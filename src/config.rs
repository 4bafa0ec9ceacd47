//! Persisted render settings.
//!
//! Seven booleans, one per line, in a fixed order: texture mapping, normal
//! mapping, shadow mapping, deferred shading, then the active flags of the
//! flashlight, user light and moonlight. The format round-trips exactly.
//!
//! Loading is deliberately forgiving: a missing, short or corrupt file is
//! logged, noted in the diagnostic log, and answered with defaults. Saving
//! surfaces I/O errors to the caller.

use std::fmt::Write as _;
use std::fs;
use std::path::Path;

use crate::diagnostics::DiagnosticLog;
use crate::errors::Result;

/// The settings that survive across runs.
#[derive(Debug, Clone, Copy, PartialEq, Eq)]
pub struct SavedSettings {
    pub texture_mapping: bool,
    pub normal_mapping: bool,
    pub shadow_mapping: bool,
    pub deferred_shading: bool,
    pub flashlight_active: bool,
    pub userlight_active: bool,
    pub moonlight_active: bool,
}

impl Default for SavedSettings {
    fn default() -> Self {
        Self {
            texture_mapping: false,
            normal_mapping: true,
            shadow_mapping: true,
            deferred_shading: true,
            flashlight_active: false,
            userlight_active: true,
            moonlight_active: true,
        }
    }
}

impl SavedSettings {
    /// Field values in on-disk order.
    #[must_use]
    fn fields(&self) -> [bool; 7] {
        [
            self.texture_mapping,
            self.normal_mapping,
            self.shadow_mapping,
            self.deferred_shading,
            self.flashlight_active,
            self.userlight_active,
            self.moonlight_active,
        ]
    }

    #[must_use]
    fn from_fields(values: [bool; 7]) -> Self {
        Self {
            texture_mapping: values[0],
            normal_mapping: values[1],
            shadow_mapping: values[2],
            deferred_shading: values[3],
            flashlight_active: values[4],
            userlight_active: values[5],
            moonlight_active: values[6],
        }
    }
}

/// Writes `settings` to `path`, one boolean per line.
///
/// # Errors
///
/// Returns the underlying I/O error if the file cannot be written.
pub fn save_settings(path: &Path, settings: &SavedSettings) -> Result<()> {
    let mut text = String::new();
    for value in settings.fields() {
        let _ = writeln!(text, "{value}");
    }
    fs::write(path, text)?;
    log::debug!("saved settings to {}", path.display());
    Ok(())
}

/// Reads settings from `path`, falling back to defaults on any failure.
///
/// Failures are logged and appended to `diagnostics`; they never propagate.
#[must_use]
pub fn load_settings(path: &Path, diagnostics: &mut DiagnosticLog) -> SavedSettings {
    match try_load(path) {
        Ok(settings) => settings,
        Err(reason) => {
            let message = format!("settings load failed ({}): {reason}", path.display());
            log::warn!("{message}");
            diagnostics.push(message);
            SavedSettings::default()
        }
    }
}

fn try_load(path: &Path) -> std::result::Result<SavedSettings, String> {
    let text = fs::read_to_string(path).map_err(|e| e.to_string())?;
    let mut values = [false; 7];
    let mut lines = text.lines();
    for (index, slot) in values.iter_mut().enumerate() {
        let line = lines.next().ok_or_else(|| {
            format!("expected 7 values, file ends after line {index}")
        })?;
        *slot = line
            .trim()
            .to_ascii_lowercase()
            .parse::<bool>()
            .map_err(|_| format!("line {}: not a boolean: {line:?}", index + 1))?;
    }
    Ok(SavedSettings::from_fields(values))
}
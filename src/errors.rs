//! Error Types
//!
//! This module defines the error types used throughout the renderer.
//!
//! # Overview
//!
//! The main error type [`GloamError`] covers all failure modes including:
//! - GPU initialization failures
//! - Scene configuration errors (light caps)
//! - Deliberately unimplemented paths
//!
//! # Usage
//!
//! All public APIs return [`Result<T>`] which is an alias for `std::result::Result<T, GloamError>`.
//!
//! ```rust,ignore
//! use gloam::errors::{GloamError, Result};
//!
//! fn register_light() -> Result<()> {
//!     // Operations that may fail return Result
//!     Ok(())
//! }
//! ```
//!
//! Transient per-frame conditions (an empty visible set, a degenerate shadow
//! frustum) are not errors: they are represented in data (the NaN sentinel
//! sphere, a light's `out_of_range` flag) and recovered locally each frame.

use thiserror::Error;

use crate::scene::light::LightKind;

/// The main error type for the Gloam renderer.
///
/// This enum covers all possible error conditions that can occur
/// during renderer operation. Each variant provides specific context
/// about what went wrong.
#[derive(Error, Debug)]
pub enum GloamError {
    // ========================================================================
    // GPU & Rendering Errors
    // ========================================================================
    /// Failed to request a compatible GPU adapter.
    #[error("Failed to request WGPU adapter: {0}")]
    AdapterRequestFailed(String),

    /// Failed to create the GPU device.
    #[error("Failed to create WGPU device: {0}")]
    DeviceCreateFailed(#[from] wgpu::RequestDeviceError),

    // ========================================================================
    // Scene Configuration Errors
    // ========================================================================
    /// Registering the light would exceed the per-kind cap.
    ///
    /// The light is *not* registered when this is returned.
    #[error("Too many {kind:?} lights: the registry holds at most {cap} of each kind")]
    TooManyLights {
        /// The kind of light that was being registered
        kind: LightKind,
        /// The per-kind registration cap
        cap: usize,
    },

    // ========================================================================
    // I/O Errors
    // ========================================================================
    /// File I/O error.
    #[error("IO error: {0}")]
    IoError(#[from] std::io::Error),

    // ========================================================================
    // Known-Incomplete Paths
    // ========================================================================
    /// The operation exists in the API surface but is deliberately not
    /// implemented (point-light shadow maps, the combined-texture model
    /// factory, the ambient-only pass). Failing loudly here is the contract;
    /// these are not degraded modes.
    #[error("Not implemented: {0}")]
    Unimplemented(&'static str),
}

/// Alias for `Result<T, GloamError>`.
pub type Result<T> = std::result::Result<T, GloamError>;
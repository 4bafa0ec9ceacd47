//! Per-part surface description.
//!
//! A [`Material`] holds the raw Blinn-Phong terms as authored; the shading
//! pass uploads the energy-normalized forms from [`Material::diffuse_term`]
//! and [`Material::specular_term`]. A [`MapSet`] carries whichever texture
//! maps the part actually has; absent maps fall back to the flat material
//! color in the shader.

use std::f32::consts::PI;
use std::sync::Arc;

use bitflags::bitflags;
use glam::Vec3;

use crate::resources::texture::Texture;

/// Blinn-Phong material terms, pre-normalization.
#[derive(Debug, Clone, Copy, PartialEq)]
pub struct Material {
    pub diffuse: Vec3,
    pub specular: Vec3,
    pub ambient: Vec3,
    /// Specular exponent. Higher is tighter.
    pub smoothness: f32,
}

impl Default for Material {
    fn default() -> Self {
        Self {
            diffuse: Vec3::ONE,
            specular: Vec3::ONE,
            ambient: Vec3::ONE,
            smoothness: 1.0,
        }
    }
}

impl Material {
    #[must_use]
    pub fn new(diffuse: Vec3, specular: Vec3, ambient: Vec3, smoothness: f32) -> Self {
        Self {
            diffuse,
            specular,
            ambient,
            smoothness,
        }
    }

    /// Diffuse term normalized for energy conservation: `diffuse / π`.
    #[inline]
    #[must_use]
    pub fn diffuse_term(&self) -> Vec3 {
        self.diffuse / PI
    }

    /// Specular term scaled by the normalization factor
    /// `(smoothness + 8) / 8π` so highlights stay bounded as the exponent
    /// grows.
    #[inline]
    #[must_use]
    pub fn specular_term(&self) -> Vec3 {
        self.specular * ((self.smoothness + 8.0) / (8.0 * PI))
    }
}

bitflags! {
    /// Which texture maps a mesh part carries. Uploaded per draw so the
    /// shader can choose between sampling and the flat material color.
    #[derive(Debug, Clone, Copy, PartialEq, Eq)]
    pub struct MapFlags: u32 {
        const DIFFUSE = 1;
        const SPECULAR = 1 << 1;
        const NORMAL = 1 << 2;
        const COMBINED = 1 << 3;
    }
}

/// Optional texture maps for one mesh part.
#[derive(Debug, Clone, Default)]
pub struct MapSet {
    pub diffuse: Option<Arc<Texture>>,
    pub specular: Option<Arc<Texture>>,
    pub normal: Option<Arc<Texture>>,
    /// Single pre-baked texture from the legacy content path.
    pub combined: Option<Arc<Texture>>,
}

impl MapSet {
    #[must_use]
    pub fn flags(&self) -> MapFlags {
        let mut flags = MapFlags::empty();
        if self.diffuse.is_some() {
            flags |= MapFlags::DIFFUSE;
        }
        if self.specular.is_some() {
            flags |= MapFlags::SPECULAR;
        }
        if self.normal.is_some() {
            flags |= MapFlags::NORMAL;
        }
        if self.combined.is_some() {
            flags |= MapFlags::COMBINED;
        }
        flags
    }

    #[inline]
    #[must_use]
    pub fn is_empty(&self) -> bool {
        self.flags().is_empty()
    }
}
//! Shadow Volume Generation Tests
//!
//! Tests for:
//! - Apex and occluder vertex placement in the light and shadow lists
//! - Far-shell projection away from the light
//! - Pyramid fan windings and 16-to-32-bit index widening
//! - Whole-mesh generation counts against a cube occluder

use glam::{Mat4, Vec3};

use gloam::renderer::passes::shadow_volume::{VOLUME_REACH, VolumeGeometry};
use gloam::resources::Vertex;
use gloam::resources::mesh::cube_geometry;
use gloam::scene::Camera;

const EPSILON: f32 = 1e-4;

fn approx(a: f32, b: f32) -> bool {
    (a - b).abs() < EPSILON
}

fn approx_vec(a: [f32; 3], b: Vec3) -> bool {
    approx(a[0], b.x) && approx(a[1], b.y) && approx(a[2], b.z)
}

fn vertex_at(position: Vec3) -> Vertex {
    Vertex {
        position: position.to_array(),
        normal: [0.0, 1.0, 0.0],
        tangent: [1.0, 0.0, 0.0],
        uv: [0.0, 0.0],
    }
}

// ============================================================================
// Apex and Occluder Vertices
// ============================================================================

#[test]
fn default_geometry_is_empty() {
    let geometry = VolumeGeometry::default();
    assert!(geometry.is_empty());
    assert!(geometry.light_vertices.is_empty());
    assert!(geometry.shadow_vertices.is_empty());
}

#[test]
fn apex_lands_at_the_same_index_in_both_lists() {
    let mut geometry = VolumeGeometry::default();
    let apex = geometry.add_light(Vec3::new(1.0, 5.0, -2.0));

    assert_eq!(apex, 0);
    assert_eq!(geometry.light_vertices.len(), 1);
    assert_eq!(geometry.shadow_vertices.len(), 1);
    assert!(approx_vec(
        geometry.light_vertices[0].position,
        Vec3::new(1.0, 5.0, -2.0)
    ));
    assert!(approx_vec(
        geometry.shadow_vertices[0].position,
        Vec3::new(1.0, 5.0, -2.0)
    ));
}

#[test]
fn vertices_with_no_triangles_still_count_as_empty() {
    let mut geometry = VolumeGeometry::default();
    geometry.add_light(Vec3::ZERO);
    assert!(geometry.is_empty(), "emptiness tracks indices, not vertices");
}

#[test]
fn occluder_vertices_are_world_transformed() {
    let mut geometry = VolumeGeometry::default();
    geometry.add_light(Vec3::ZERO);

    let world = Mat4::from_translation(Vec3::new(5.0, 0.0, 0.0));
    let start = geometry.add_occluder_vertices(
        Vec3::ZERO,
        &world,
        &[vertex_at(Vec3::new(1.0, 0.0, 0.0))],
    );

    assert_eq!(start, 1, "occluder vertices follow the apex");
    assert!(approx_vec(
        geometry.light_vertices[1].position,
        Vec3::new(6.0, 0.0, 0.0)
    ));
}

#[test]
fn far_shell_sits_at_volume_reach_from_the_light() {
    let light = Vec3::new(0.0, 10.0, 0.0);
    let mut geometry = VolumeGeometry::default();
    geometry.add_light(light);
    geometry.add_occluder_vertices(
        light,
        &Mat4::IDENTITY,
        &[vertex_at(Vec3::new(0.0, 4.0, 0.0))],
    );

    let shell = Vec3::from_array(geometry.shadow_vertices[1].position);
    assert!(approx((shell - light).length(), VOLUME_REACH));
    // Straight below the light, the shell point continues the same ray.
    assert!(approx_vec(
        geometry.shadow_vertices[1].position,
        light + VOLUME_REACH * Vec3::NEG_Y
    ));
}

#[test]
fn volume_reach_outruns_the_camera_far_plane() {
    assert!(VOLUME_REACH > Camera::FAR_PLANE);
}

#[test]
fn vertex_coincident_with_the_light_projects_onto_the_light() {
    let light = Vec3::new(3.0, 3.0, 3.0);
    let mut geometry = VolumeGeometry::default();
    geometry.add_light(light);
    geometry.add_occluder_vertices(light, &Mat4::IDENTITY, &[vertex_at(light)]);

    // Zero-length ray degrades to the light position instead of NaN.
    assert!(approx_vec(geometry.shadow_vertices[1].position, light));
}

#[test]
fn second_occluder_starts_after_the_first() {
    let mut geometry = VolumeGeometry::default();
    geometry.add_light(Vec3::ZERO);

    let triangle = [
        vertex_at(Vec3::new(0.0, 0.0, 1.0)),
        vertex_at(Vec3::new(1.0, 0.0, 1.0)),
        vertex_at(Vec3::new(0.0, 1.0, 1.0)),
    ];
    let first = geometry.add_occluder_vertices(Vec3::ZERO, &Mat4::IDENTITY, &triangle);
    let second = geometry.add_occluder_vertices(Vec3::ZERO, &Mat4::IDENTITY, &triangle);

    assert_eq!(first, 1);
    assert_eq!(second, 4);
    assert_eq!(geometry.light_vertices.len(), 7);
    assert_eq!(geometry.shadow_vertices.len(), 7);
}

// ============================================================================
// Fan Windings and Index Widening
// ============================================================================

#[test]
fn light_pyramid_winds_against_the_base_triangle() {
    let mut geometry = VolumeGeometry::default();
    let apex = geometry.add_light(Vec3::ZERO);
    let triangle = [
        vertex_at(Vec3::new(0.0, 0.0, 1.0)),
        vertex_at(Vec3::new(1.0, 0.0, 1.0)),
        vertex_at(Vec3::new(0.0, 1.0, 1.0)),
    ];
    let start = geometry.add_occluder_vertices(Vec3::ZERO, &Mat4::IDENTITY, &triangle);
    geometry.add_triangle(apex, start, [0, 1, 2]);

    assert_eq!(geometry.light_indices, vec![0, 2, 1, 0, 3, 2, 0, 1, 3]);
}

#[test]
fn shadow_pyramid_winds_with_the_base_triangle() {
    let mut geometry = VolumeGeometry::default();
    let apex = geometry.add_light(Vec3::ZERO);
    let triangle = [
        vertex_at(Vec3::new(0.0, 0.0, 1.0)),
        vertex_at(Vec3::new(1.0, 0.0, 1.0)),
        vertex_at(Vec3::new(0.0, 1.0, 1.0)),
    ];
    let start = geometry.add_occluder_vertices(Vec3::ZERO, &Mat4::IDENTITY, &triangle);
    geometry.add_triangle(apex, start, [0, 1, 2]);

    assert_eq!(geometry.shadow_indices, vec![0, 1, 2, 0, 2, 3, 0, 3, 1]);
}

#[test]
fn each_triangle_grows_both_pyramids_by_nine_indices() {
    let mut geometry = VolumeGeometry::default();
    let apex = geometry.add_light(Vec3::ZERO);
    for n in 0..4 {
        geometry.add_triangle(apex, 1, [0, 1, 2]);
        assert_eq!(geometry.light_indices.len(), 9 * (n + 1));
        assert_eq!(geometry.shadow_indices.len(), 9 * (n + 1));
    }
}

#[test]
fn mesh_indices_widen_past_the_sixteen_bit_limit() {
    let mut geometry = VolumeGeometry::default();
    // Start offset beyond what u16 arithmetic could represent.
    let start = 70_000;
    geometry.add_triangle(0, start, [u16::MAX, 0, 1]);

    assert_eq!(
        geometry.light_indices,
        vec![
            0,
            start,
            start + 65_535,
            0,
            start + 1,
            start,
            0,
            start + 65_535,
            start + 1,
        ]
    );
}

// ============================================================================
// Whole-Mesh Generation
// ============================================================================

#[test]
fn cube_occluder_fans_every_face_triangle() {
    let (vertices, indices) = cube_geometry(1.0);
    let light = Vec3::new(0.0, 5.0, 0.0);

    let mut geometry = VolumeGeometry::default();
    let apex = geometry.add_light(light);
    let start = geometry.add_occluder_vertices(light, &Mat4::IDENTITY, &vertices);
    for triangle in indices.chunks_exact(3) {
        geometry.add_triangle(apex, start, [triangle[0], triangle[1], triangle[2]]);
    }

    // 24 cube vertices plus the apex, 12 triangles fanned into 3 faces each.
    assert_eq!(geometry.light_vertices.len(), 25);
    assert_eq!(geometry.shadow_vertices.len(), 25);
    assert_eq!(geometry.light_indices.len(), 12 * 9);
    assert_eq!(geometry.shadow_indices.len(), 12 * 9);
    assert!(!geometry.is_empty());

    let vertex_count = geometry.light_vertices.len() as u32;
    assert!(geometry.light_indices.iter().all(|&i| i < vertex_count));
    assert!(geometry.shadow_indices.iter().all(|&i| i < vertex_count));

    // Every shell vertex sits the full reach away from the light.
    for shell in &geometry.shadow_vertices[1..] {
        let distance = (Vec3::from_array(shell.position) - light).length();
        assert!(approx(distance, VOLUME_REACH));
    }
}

Task requirements: Go through the listing above and return every line where the word "they" occurs.

Answer section:
/// Failures are logged and appended to `diagnostics`; they never propagate.
//! frustum) are not errors: they are represented in data (the NaN sentinel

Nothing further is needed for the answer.